··· Records ···

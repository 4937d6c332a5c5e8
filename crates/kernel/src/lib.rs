//! Core traits, layered settings, and the module registry shared by every
//! bookshelf crate.

pub mod module;
pub mod registry;
pub mod settings;

pub use module::{InitCtx, Migration, Module};
pub use registry::ModuleRegistry;
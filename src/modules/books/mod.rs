pub mod models;
pub mod repository;
pub mod routes;
pub mod schema;

use std::sync::Arc;

use async_trait::async_trait;
use axum::Router;
use bookshelf_kernel::{InitCtx, Migration, Module};

use repository::BookRepository;
use routes::BooksState;
use schema::BookSchema;

/// Schema of the `books` table, applied by the db crate's migration runner.
pub const MIGRATIONS: &[Migration] = &[Migration::new(
    "001_create_books",
    r#"
        CREATE TABLE IF NOT EXISTS books (
            isbn       TEXT    NOT NULL PRIMARY KEY CHECK (isbn <> ''),
            amazon_url TEXT    NOT NULL,
            author     TEXT    NOT NULL,
            language   TEXT    NOT NULL,
            pages      INTEGER NOT NULL CHECK (pages > 0),
            publisher  TEXT    NOT NULL,
            title      TEXT    NOT NULL,
            year       INTEGER NOT NULL
        );
        "#,
)];

/// Books catalogue module, mounted at `/books`
pub struct BooksModule {
    state: BooksState,
}

impl BooksModule {
    pub fn new(repository: Arc<dyn BookRepository>, schema: Arc<BookSchema>) -> Self {
        Self {
            state: BooksState::new(repository, schema),
        }
    }
}

#[async_trait]
impl Module for BooksModule {
    fn name(&self) -> &'static str {
        "books"
    }

    async fn init(&self, ctx: &InitCtx<'_>) -> anyhow::Result<()> {
        tracing::info!(
            module = self.name(),
            environment = ?ctx.settings.environment,
            required_fields = self.state.schema.required().len(),
            "books module initialized"
        );
        Ok(())
    }

    fn routes(&self) -> Router {
        routes::router(self.state.clone())
    }

    fn openapi(&self) -> Option<serde_json::Value> {
        Some(openapi_fragment(&self.state.schema))
    }

    fn migrations(&self) -> Vec<Migration> {
        MIGRATIONS.to_vec()
    }

    async fn start(&self, _ctx: &InitCtx<'_>) -> anyhow::Result<()> {
        tracing::info!(module = self.name(), "books module started");
        Ok(())
    }

    async fn stop(&self) -> anyhow::Result<()> {
        tracing::info!(module = self.name(), "books module stopped");
        Ok(())
    }
}

fn error_response(description: &str) -> serde_json::Value {
    serde_json::json!({
        "description": description,
        "content": {
            "application/json": {
                "schema": { "$ref": "#/components/schemas/ErrorResponse" }
            }
        }
    })
}

fn json_response(description: &str, schema: &str) -> serde_json::Value {
    serde_json::json!({
        "description": description,
        "content": {
            "application/json": {
                "schema": { "$ref": format!("#/components/schemas/{}", schema) }
            }
        }
    })
}

/// Component schemas derived from the configured book schema document.
fn book_component_schemas(schema: &BookSchema) -> (serde_json::Value, serde_json::Value) {
    let mut book = schema.document().clone();
    if let Some(object) = book.as_object_mut() {
        object.remove("$schema");
        object.remove("title");
    }

    let mut changes = book.clone();
    if let Some(object) = changes.as_object_mut() {
        object.remove("required");
    }

    (book, changes)
}

fn openapi_fragment(schema: &BookSchema) -> serde_json::Value {
    let isbn_parameter = serde_json::json!({
        "name": "isbn",
        "in": "path",
        "required": true,
        "schema": { "type": "string" }
    });

    let filter_parameters: Vec<serde_json::Value> = models::BookColumn::ALL
        .iter()
        .map(|column| {
            let kind = if column.is_integer() { "integer" } else { "string" };
            serde_json::json!({
                "name": column.as_str(),
                "in": "query",
                "required": false,
                "schema": { "type": kind }
            })
        })
        .collect();

    let (book_schema, changes_schema) = book_component_schemas(schema);

    serde_json::json!({
        "paths": {
            "/": {
                "get": {
                    "summary": "List books",
                    "tags": ["Books"],
                    "parameters": filter_parameters,
                    "responses": {
                        "200": json_response("Books matching every filter", "BooksResponse"),
                        "400": error_response("Unknown filter column or ill-typed value"),
                        "500": error_response("Internal server error")
                    }
                },
                "post": {
                    "summary": "Create a book",
                    "tags": ["Books"],
                    "requestBody": {
                        "required": true,
                        "content": {
                            "application/json": {
                                "schema": { "$ref": "#/components/schemas/Book" }
                            }
                        }
                    },
                    "responses": {
                        "201": json_response("Created book", "BookResponse"),
                        "400": error_response("Payload failed schema validation"),
                        "409": error_response("A book with this isbn already exists")
                    }
                }
            },
            "/{isbn}": {
                "get": {
                    "summary": "Get a book by isbn",
                    "tags": ["Books"],
                    "parameters": [isbn_parameter.clone()],
                    "responses": {
                        "200": json_response("The book", "BookResponse"),
                        "404": error_response("Book not found")
                    }
                },
                "put": {
                    "summary": "Update the supplied fields of a book",
                    "tags": ["Books"],
                    "parameters": [isbn_parameter.clone()],
                    "requestBody": {
                        "required": true,
                        "content": {
                            "application/json": {
                                "schema": { "$ref": "#/components/schemas/BookChanges" }
                            }
                        }
                    },
                    "responses": {
                        "200": json_response("Updated book", "BookResponse"),
                        "400": error_response("Payload failed schema validation"),
                        "404": error_response("Book not found")
                    }
                },
                "delete": {
                    "summary": "Delete a book",
                    "tags": ["Books"],
                    "parameters": [isbn_parameter],
                    "responses": {
                        "200": json_response("Deletion message", "MessageResponse"),
                        "404": error_response("Book not found")
                    }
                }
            }
        },
        "components": {
            "schemas": {
                "Book": book_schema,
                "BookChanges": changes_schema,
                "BookResponse": {
                    "type": "object",
                    "properties": { "book": { "$ref": "#/components/schemas/Book" } },
                    "required": ["book"]
                },
                "BooksResponse": {
                    "type": "object",
                    "properties": {
                        "books": { "type": "array", "items": { "$ref": "#/components/schemas/Book" } }
                    },
                    "required": ["books"]
                },
                "MessageResponse": {
                    "type": "object",
                    "properties": { "message": { "type": "string" } },
                    "required": ["message"]
                }
            }
        }
    })
}

/// Create a new instance of the books module
pub fn create_module(
    repository: Arc<dyn BookRepository>,
    schema: Arc<BookSchema>,
) -> Arc<dyn Module> {
    Arc::new(BooksModule::new(repository, schema))
}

···

__Problem requirements__: Only the lines that contain the string "filename" are to be copied from the records.

__Exercise output__:
filename crates/kernel/src/lib.rs
filename src/modules/books/mod.rs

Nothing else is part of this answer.